## What is required
Your output should be the lines from the start of the data through the line containing "ARCH_OPS_VTABLE.store(vtable, Ordering::Release);", exactly and nothing more.

%%

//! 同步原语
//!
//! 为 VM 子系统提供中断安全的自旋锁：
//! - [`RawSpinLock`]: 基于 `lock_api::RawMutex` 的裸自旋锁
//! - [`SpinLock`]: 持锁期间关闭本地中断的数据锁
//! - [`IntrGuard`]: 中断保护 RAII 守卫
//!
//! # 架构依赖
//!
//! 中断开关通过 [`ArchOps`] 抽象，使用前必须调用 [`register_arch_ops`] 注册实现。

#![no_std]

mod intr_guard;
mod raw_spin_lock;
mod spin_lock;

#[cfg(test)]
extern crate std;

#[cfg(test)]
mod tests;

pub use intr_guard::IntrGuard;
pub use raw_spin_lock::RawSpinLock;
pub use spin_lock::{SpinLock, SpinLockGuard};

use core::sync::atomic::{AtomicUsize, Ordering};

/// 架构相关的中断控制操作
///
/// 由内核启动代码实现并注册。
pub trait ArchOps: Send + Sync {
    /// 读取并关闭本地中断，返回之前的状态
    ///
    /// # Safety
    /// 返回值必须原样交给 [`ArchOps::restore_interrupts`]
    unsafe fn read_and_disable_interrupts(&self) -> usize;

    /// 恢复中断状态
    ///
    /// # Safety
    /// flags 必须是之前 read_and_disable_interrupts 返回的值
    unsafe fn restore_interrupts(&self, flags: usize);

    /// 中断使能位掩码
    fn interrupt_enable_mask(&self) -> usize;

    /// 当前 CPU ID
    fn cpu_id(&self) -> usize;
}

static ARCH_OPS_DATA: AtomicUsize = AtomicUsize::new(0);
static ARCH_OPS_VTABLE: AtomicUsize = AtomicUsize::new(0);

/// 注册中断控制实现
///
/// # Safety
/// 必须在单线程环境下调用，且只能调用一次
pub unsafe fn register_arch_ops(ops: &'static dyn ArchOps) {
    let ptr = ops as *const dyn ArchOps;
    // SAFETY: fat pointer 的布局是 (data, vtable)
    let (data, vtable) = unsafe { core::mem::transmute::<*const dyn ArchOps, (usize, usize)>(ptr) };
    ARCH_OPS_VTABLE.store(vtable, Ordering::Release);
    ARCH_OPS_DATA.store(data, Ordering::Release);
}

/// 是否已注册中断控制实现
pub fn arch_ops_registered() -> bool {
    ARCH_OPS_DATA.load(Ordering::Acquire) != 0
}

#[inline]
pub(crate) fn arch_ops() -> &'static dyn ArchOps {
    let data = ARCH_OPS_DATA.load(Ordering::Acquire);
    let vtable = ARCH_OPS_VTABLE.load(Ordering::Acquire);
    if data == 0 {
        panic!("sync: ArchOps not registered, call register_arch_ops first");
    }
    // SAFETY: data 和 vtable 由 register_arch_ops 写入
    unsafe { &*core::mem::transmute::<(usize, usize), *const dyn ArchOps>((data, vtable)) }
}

%%

## Answer to the exercise
//! 同步原语
//!
//! 为 VM 子系统提供中断安全的自旋锁：
//! - [`RawSpinLock`]: 基于 `lock_api::RawMutex` 的裸自旋锁
//! - [`SpinLock`]: 持锁期间关闭本地中断的数据锁
//! - [`IntrGuard`]: 中断保护 RAII 守卫
//!
//! # 架构依赖
//!
//! 中断开关通过 [`ArchOps`] 抽象，使用前必须调用 [`register_arch_ops`] 注册实现。

#![no_std]

mod intr_guard;
mod raw_spin_lock;
mod spin_lock;

#[cfg(test)]
extern crate std;

#[cfg(test)]
mod tests;

pub use intr_guard::IntrGuard;
pub use raw_spin_lock::RawSpinLock;
pub use spin_lock::{SpinLock, SpinLockGuard};

use core::sync::atomic::{AtomicUsize, Ordering};

/// 架构相关的中断控制操作
///
/// 由内核启动代码实现并注册。
pub trait ArchOps: Send + Sync {
    /// 读取并关闭本地中断，返回之前的状态
    ///
    /// # Safety
    /// 返回值必须原样交给 [`ArchOps::restore_interrupts`]
    unsafe fn read_and_disable_interrupts(&self) -> usize;

    /// 恢复中断状态
    ///
    /// # Safety
    /// flags 必须是之前 read_and_disable_interrupts 返回的值
    unsafe fn restore_interrupts(&self, flags: usize);

    /// 中断使能位掩码
    fn interrupt_enable_mask(&self) -> usize;

    /// 当前 CPU ID
    fn cpu_id(&self) -> usize;
}

static ARCH_OPS_DATA: AtomicUsize = AtomicUsize::new(0);
static ARCH_OPS_VTABLE: AtomicUsize = AtomicUsize::new(0);

/// 注册中断控制实现
///
/// # Safety
/// 必须在单线程环境下调用，且只能调用一次
pub unsafe fn register_arch_ops(ops: &'static dyn ArchOps) {
    let ptr = ops as *const dyn ArchOps;
    // SAFETY: fat pointer 的布局是 (data, vtable)
    let (data, vtable) = unsafe { core::mem::transmute::<*const dyn ArchOps, (usize, usize)>(ptr) };
    ARCH_OPS_VTABLE.store(vtable, Ordering::Release);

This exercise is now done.